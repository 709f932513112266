//! The types an IR [Value](crate::value::Value) can have.
//!
//! The language has a single numeric scalar, so the IR only needs
//! a 64-bit float and the 1-bit result of comparisons.

use std::fmt::{self, Display};

#[derive(Clone, Copy, Debug, PartialEq, Eq, Hash)]
pub enum Type {
    /// IEEE-754 double precision float.
    F64,
    /// Boolean produced by comparisons.
    I1,
}

impl Display for Type {
    fn fmt(&self, f: &mut fmt::Formatter<'_>) -> fmt::Result {
        match self {
            Type::F64 => write!(f, "f64"),
            Type::I1 => write!(f, "i1"),
        }
    }
}

crate::impl_printable_for_display!(Type);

• **Exercise goal**
The word to look for is "float"; copy out every line of the entries that holds it.

• **Response area**
//! a 64-bit float and the 1-bit result of comparisons.
    /// IEEE-754 double precision float.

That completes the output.